(Stored items)
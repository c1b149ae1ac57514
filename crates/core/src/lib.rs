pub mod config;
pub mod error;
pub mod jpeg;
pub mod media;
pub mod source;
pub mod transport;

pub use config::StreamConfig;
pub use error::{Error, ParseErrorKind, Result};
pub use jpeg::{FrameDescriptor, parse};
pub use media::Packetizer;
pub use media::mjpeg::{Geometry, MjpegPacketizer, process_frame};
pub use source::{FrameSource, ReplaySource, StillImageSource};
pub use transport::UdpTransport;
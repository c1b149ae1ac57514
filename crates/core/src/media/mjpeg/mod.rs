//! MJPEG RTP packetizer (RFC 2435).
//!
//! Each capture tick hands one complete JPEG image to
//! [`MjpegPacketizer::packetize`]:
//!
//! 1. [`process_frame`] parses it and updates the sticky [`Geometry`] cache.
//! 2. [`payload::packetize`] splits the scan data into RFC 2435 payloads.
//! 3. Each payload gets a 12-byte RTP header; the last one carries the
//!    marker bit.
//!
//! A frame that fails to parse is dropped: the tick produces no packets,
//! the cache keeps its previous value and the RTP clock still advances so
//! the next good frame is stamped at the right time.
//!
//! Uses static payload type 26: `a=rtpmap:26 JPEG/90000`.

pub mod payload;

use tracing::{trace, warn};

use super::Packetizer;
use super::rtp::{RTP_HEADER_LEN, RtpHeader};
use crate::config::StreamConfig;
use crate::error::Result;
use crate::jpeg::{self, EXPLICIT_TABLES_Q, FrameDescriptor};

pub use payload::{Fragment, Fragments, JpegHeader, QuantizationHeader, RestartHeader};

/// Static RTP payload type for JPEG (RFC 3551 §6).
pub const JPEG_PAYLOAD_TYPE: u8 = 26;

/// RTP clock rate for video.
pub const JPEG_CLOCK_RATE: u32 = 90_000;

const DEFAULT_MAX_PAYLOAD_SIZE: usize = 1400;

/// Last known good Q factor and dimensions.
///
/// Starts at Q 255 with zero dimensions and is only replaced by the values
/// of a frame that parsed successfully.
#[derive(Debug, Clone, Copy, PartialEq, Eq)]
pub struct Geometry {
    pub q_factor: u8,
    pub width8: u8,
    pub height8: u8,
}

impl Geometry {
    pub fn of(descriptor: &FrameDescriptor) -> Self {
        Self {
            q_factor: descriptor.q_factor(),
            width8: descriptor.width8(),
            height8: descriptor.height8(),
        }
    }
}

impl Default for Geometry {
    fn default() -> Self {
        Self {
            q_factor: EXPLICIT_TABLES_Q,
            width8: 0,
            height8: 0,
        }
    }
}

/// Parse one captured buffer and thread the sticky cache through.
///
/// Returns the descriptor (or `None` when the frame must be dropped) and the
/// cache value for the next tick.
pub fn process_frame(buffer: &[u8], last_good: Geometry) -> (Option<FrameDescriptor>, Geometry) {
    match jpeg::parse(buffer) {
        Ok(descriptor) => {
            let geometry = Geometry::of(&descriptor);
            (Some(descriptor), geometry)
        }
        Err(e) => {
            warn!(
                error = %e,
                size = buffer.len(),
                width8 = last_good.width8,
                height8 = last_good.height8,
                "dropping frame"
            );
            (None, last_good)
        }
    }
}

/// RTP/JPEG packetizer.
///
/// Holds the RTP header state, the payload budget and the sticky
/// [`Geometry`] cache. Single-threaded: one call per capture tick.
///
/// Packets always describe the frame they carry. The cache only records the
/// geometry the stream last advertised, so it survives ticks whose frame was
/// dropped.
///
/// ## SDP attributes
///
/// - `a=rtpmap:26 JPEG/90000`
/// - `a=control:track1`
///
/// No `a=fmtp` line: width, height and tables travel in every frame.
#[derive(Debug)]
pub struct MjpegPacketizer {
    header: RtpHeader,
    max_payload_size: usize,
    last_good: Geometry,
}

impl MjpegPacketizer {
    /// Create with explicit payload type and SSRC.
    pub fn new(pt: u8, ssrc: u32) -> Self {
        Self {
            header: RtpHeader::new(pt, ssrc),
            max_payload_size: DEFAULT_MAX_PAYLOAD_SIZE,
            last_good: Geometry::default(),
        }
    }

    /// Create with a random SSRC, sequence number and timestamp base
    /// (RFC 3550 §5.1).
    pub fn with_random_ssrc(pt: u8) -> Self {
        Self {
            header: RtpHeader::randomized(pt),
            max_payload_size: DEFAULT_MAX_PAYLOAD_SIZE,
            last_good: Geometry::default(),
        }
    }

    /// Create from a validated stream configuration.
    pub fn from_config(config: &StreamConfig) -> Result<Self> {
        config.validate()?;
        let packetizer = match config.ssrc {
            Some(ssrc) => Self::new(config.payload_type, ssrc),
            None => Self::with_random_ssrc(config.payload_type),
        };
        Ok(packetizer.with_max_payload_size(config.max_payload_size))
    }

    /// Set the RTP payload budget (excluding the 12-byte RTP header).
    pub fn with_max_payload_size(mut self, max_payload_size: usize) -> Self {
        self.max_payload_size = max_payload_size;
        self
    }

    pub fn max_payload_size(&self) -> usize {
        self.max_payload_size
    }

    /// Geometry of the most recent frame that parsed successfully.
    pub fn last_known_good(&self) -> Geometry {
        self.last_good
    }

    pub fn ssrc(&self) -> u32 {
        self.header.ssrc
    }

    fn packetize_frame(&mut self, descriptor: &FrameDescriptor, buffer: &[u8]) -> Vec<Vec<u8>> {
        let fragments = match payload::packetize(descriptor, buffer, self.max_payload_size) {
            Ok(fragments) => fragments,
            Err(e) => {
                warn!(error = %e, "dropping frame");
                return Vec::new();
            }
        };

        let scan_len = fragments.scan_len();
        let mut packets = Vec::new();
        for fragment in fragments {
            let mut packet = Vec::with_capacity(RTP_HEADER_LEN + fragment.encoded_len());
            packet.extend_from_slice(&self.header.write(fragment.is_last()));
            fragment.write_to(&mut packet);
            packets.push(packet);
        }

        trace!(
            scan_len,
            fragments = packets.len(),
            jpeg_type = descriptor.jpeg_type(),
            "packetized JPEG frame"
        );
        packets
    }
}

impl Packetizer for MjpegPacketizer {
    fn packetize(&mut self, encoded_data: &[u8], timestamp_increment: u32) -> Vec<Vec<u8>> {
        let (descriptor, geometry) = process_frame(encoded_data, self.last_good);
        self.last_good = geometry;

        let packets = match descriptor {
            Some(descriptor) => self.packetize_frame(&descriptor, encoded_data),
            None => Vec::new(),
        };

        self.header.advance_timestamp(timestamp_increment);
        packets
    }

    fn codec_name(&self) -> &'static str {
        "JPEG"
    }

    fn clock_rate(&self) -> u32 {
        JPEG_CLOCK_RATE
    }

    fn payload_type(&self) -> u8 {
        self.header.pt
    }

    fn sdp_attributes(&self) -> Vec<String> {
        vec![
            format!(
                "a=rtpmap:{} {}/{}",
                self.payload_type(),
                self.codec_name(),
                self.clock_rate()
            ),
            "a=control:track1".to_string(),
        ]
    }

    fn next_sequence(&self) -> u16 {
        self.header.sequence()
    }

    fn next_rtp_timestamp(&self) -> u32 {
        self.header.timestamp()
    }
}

- WORK INSTRUCTION: All entries are to be output exactly as they stand.

- RESULT FOR THIS TASK:
repository c1b149ae1ac57514
filename crates/core/src/lib.rs
pub mod config;
pub mod error;
pub mod jpeg;
pub mod media;
pub mod source;
pub mod transport;

pub use config::StreamConfig;
pub use error::{Error, ParseErrorKind, Result};
pub use jpeg::{FrameDescriptor, parse};
pub use media::Packetizer;
pub use media::mjpeg::{Geometry, MjpegPacketizer, process_frame};
pub use source::{FrameSource, ReplaySource, StillImageSource};
pub use transport::UdpTransport;
repository c1b149ae1ac57514
filename crates/core/src/media/mjpeg/mod.rs
//! MJPEG RTP packetizer (RFC 2435).
//!
//! Each capture tick hands one complete JPEG image to
//! [`MjpegPacketizer::packetize`]:
//!
//! 1. [`process_frame`] parses it and updates the sticky [`Geometry`] cache.
//! 2. [`payload::packetize`] splits the scan data into RFC 2435 payloads.
//! 3. Each payload gets a 12-byte RTP header; the last one carries the
//!    marker bit.
//!
//! A frame that fails to parse is dropped: the tick produces no packets,
//! the cache keeps its previous value and the RTP clock still advances so
//! the next good frame is stamped at the right time.
//!
//! Uses static payload type 26: `a=rtpmap:26 JPEG/90000`.

pub mod payload;

use tracing::{trace, warn};

use super::Packetizer;
use super::rtp::{RTP_HEADER_LEN, RtpHeader};
use crate::config::StreamConfig;
use crate::error::Result;
use crate::jpeg::{self, EXPLICIT_TABLES_Q, FrameDescriptor};

pub use payload::{Fragment, Fragments, JpegHeader, QuantizationHeader, RestartHeader};

/// Static RTP payload type for JPEG (RFC 3551 §6).
pub const JPEG_PAYLOAD_TYPE: u8 = 26;

/// RTP clock rate for video.
pub const JPEG_CLOCK_RATE: u32 = 90_000;

const DEFAULT_MAX_PAYLOAD_SIZE: usize = 1400;

/// Last known good Q factor and dimensions.
///
/// Starts at Q 255 with zero dimensions and is only replaced by the values
/// of a frame that parsed successfully.
#[derive(Debug, Clone, Copy, PartialEq, Eq)]
pub struct Geometry {
    pub q_factor: u8,
    pub width8: u8,
    pub height8: u8,
}

impl Geometry {
    pub fn of(descriptor: &FrameDescriptor) -> Self {
        Self {
            q_factor: descriptor.q_factor(),
            width8: descriptor.width8(),
            height8: descriptor.height8(),
        }
    }
}

impl Default for Geometry {
    fn default() -> Self {
        Self {
            q_factor: EXPLICIT_TABLES_Q,
            width8: 0,
            height8: 0,
        }
    }
}

/// Parse one captured buffer and thread the sticky cache through.
///
/// Returns the descriptor (or `None` when the frame must be dropped) and the
/// cache value for the next tick.
pub fn process_frame(buffer: &[u8], last_good: Geometry) -> (Option<FrameDescriptor>, Geometry) {
    match jpeg::parse(buffer) {
        Ok(descriptor) => {
            let geometry = Geometry::of(&descriptor);
            (Some(descriptor), geometry)
        }
        Err(e) => {
            warn!(
                error = %e,
                size = buffer.len(),
                width8 = last_good.width8,
                height8 = last_good.height8,
                "dropping frame"
            );
            (None, last_good)
        }
    }
}

/// RTP/JPEG packetizer.
///
/// Holds the RTP header state, the payload budget and the sticky
/// [`Geometry`] cache. Single-threaded: one call per capture tick.
///
/// Packets always describe the frame they carry. The cache only records the
/// geometry the stream last advertised, so it survives ticks whose frame was
/// dropped.
///
/// ## SDP attributes
///
/// - `a=rtpmap:26 JPEG/90000`
/// - `a=control:track1`
///
/// No `a=fmtp` line: width, height and tables travel in every frame.
#[derive(Debug)]
pub struct MjpegPacketizer {
    header: RtpHeader,
    max_payload_size: usize,
    last_good: Geometry,
}

impl MjpegPacketizer {
    /// Create with explicit payload type and SSRC.
    pub fn new(pt: u8, ssrc: u32) -> Self {
        Self {
            header: RtpHeader::new(pt, ssrc),
            max_payload_size: DEFAULT_MAX_PAYLOAD_SIZE,
            last_good: Geometry::default(),
        }
    }

    /// Create with a random SSRC, sequence number and timestamp base
    /// (RFC 3550 §5.1).
    pub fn with_random_ssrc(pt: u8) -> Self {
        Self {
            header: RtpHeader::randomized(pt),
            max_payload_size: DEFAULT_MAX_PAYLOAD_SIZE,
            last_good: Geometry::default(),
        }
    }

    /// Create from a validated stream configuration.
    pub fn from_config(config: &StreamConfig) -> Result<Self> {
        config.validate()?;
        let packetizer = match config.ssrc {
            Some(ssrc) => Self::new(config.payload_type, ssrc),
            None => Self::with_random_ssrc(config.payload_type),
        };
        Ok(packetizer.with_max_payload_size(config.max_payload_size))
    }

    /// Set the RTP payload budget (excluding the 12-byte RTP header).
    pub fn with_max_payload_size(mut self, max_payload_size: usize) -> Self {
        self.max_payload_size = max_payload_size;
        self
    }

    pub fn max_payload_size(&self) -> usize {
        self.max_payload_size
    }

    /// Geometry of the most recent frame that parsed successfully.
    pub fn last_known_good(&self) -> Geometry {
        self.last_good
    }

    pub fn ssrc(&self) -> u32 {
        self.header.ssrc
    }

    fn packetize_frame(&mut self, descriptor: &FrameDescriptor, buffer: &[u8]) -> Vec<Vec<u8>> {
        let fragments = match payload::packetize(descriptor, buffer, self.max_payload_size) {
            Ok(fragments) => fragments,
            Err(e) => {
                warn!(error = %e, "dropping frame");
                return Vec::new();
            }
        };

        let scan_len = fragments.scan_len();
        let mut packets = Vec::new();
        for fragment in fragments {
            let mut packet = Vec::with_capacity(RTP_HEADER_LEN + fragment.encoded_len());
            packet.extend_from_slice(&self.header.write(fragment.is_last()));
            fragment.write_to(&mut packet);
            packets.push(packet);
        }

        trace!(
            scan_len,
            fragments = packets.len(),
            jpeg_type = descriptor.jpeg_type(),
            "packetized JPEG frame"
        );
        packets
    }
}

impl Packetizer for MjpegPacketizer {
    fn packetize(&mut self, encoded_data: &[u8], timestamp_increment: u32) -> Vec<Vec<u8>> {
        let (descriptor, geometry) = process_frame(encoded_data, self.last_good);
        self.last_good = geometry;

        let packets = match descriptor {
            Some(descriptor) => self.packetize_frame(&descriptor, encoded_data),
            None => Vec::new(),
        };

        self.header.advance_timestamp(timestamp_increment);
        packets
    }

    fn codec_name(&self) -> &'static str {
        "JPEG"
    }

    fn clock_rate(&self) -> u32 {
        JPEG_CLOCK_RATE
    }

    fn payload_type(&self) -> u8 {
        self.header.pt
    }

    fn sdp_attributes(&self) -> Vec<String> {
        vec![
            format!(
                "a=rtpmap:{} {}/{}",
                self.payload_type(),
                self.codec_name(),
                self.clock_rate()
            ),
            "a=control:track1".to_string(),
        ]
    }

    fn next_sequence(&self) -> u16 {
        self.header.sequence()
    }

    fn next_rtp_timestamp(&self) -> u32 {
        self.header.timestamp()
    }
}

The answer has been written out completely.